Fumiya Sato, Tomoya Mita, Naoto Katakami, Yosuke Okada, Hidenori Yoshii, Takeshi Osonoi, Keiko Nishida, Toshihiko Shiraiwa, Ryota Ishii, Masahiko Gosho, Iichiro Shimomura, Hirotaka WatadaAbstract
Background
Current guidelines recommend continuous glucose monitoring (CGM) to complement HbA1c in glycemic assessment. While cross-sectional studies have reported associations between CGM-derived metrics and arterial stiffness in type 2 diabetes (T2D), longitudinal evidence remains limited.
Objective
This study aimed to investigate the longitudinal associations of CGM metrics, particularly time in range (TIR) and coefficient of variation (CV), with changes in brachial-ankle pulse wave velocity (baPWV).
Methods
This exploratory study analyzed data collected over 260 weeks from an ongoing prospective, multicenter, observational cohort. A total of 348 participants with type 2 diabetes and no history of symptomatic cardiovascular disease underwent baPWV measurements at baseline, 104 weeks, and/or 260 weeks. Participants were divided into two groups based on the median values of CGM-derived metrics and HbA1c at baseline, and the associations between each baseline value and longitudinal changes in baPWV were evaluated using mixed-effects models for repeated measures, adjusting for conventional atherosclerotic risk factors.
Results
The median change in baPWV from baseline was 60.1 cm/s (95% CI: 34.6 to 85.6) at 104 weeks and 130.3 cm/s (95% CI: 98.6 to 162.1) at 260 weeks (p < 0.001).
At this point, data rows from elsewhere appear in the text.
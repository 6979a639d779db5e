use config::{Config, ConfigError, Environment, File};
use serde::Deserialize;
use std::path::Path;

use crate::models::ScoringWeights;

/// Application configuration
#[derive(Debug, Clone, Deserialize)]
pub struct Settings {
    pub server: ServerSettings,
    #[serde(default)]
    pub storage: StorageSettings,
    pub appwrite: Option<AppwriteSettings>,
    #[serde(default)]
    pub collection: CollectionSettings,
    pub database: Option<DatabaseSettings>,
    #[serde(default)]
    pub cache: CacheSettings,
    pub auth: AuthSettings,
    #[serde(default)]
    pub ranking: RankingSettings,
    #[serde(default)]
    pub session: SessionSettings,
    #[serde(default)]
    pub logging: LoggingSettings,
}

#[derive(Debug, Clone, Deserialize)]
pub struct ServerSettings {
    pub host: String,
    pub port: u16,
    pub workers: Option<usize>,
}

/// Which stores back the service
#[derive(Debug, Clone, Copy, Default, PartialEq, Eq, Deserialize)]
#[serde(rename_all = "lowercase")]
pub enum StorageBackend {
    /// In-process stores, lost on restart
    #[default]
    Memory,
    /// Appwrite profiles and PostgreSQL likes/matches
    Remote,
}

#[derive(Debug, Clone, Default, Deserialize)]
pub struct StorageSettings {
    #[serde(default)]
    pub backend: StorageBackend,
}

#[derive(Debug, Clone, Deserialize)]
pub struct AppwriteSettings {
    pub endpoint: String,
    pub api_key: String,
    pub project_id: String,
    pub database_id: String,
}

#[derive(Debug, Clone, Deserialize)]
pub struct CollectionSettings {
    #[serde(default = "default_profiles_collection")]
    pub profiles: String,
    #[serde(default = "default_list_limit")]
    pub list_limit: u32,
}

impl Default for CollectionSettings {
    fn default() -> Self {
        Self {
            profiles: default_profiles_collection(),
            list_limit: default_list_limit(),
        }
    }
}

fn default_profiles_collection() -> String { "users".to_string() }
fn default_list_limit() -> u32 { 5000 }

#[derive(Debug, Clone, Deserialize)]
pub struct DatabaseSettings {
    pub url: String,
    pub max_connections: Option<u32>,
    pub min_connections: Option<u32>,
    pub acquire_timeout_secs: Option<u64>,
    pub idle_timeout_secs: Option<u64>,
}

#[derive(Debug, Clone, Default, Deserialize)]
pub struct CacheSettings {
    /// Redis L2; the profile cache runs L1-only without it
    pub redis_url: Option<String>,
    pub ttl_secs: Option<u64>,
    pub l1_cache_size: Option<u64>,
}

#[derive(Debug, Clone, Deserialize)]
pub struct AuthSettings {
    /// HS256 secret for bearer tokens
    pub jwt_secret: String,
}

#[derive(Debug, Clone, Default, Deserialize)]
pub struct RankingSettings {
    #[serde(default)]
    pub weights: WeightsConfig,
}

#[derive(Debug, Clone, Deserialize)]
pub struct WeightsConfig {
    #[serde(default = "default_major_weight")]
    pub major: u32,
    #[serde(default = "default_course_weight")]
    pub course: u32,
    #[serde(default = "default_year_weight")]
    pub year: u32,
    #[serde(default = "default_slot_weight")]
    pub slot: u32,
}

impl Default for WeightsConfig {
    fn default() -> Self {
        Self {
            major: default_major_weight(),
            course: default_course_weight(),
            year: default_year_weight(),
            slot: default_slot_weight(),
        }
    }
}

impl From<&WeightsConfig> for ScoringWeights {
    fn from(config: &WeightsConfig) -> Self {
        ScoringWeights {
            major: config.major,
            course: config.course,
            year: config.year,
            slot: config.slot,
        }
    }
}

fn default_major_weight() -> u32 { 6 }
fn default_course_weight() -> u32 { 4 }
fn default_year_weight() -> u32 { 3 }
fn default_slot_weight() -> u32 { 2 }

#[derive(Debug, Clone, Deserialize)]
pub struct SessionSettings {
    #[serde(default = "default_session_capacity")]
    pub capacity: u64,
    #[serde(default = "default_session_idle_secs")]
    pub idle_secs: u64,
}

impl Default for SessionSettings {
    fn default() -> Self {
        Self {
            capacity: default_session_capacity(),
            idle_secs: default_session_idle_secs(),
        }
    }
}

fn default_session_capacity() -> u64 { 10_000 }
fn default_session_idle_secs() -> u64 { 1800 }

#[derive(Debug, Clone, Deserialize)]
pub struct LoggingSettings {
    #[serde(default = "default_log_level")]
    pub level: String,
    #[serde(default = "default_log_format")]
    pub format: String,
}

impl Default for LoggingSettings {
    fn default() -> Self {
        Self {
            level: default_log_level(),
            format: default_log_format(),
        }
    }
}

fn default_log_level() -> String { "info".to_string() }
fn default_log_format() -> String { "json".to_string() }

impl Settings {
    /// Load configuration from file and environment variables
    ///
    /// Configuration is loaded in the following order (later overrides earlier):
    /// 1. Default values in the struct
    /// 2. Configuration file (config/default.toml)
    /// 3. Local overrides (config/local.toml)
    /// 4. Environment variables (prefixed with STUDYBUDDY)
    /// 5. DATABASE_URL / REDIS_URL
    pub fn load() -> Result<Self, ConfigError> {
        let settings = Config::builder()
            .add_source(File::with_name("config/default").required(false))
            .add_source(File::with_name("config/local").required(false))
            // e.g., STUDYBUDDY__SERVER__PORT -> server.port
            .add_source(
                Environment::with_prefix("STUDYBUDDY")
                    .prefix_separator("__")
                    .separator("__")
                    .try_parsing(true),
            )
            .build()?;

        let settings = apply_url_overrides(settings)?;

        settings.try_deserialize()
    }

    /// Load configuration from a custom path
    pub fn load_from<P: AsRef<Path>>(path: P) -> Result<Self, ConfigError> {
        let settings = Config::builder()
            .add_source(File::from(path.as_ref()))
            .add_source(
                Environment::with_prefix("STUDYBUDDY")
                    .prefix_separator("__")
                    .separator("__")
                    .try_parsing(true),
            )
            .build()?;

        settings.try_deserialize()
    }
}

/// Apply the conventional DATABASE_URL and REDIS_URL variables
fn apply_url_overrides(settings: Config) -> Result<Config, ConfigError> {
    use std::env;

    let mut builder = Config::builder().add_source(settings);

    if let Ok(database_url) = env::var("DATABASE_URL") {
        builder = builder.set_override("database.url", database_url)?;
    }
    if let Ok(redis_url) = env::var("REDIS_URL") {
        builder = builder.set_override("cache.redis_url", redis_url)?;
    }

    builder.build()
}

#[cfg(test)]
mod tests {
    use super::*;
    use config::FileFormat;

    #[test]
    fn test_default_weights() {
        let weights = ScoringWeights::from(&WeightsConfig::default());
        assert_eq!(weights, ScoringWeights::default());
    }

    #[test]
    fn test_default_logging() {
        let logging = LoggingSettings::default();
        assert_eq!(logging.level, "info");
        assert_eq!(logging.format, "json");
    }

    #[test]
    fn test_minimal_config_uses_memory_backend() {
        let settings: Settings = Config::builder()
            .add_source(File::from_str(
                r#"
                [server]
                host = "127.0.0.1"
                port = 8080

                [auth]
                jwt_secret = "secret"

                [ranking.weights]
                major = 10
                "#,
                FileFormat::Toml,
            ))
            .build()
            .unwrap()
            .try_deserialize()
            .unwrap();

        assert_eq!(settings.storage.backend, StorageBackend::Memory);
        assert!(settings.appwrite.is_none());
        assert!(settings.database.is_none());
        assert_eq!(settings.collection.profiles, "users");
        assert_eq!(settings.session.capacity, 10_000);

        let weights = ScoringWeights::from(&settings.ranking.weights);
        assert_eq!(weights.major, 10);
        assert_eq!(weights.course, 4);
    }

    #[test]
    fn test_remote_backend_parses() {
        let settings: Settings = Config::builder()
            .add_source(File::from_str(
                r#"
                [server]
                host = "0.0.0.0"
                port = 8080

                [storage]
                backend = "remote"

                [database]
                url = "postgres://localhost/study_buddy"

                [auth]
                jwt_secret = "secret"
                "#,
                FileFormat::Toml,
            ))
            .build()
            .unwrap()
            .try_deserialize()
            .unwrap();

        assert_eq!(settings.storage.backend, StorageBackend::Remote);
        assert_eq!(settings.database.unwrap().url, "postgres://localhost/study_buddy");
    }
}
The change over time in baPWV differed between the higher and lower TIR groups, with a significant interaction between group and time (p = 0.013) in the multivariable-adjusted model. This interaction remained significant even after further adjustment for HbA1c (p = 0.013). In contrast, baseline CV, other CGM-derived metrics, and HbA1c were not associated with longitudinal changes in baPWV.
Conclusions
TIR was significantly associated with longitudinal changes in arterial stiffness in participants with type 2 diabetes, independent of HbA1c.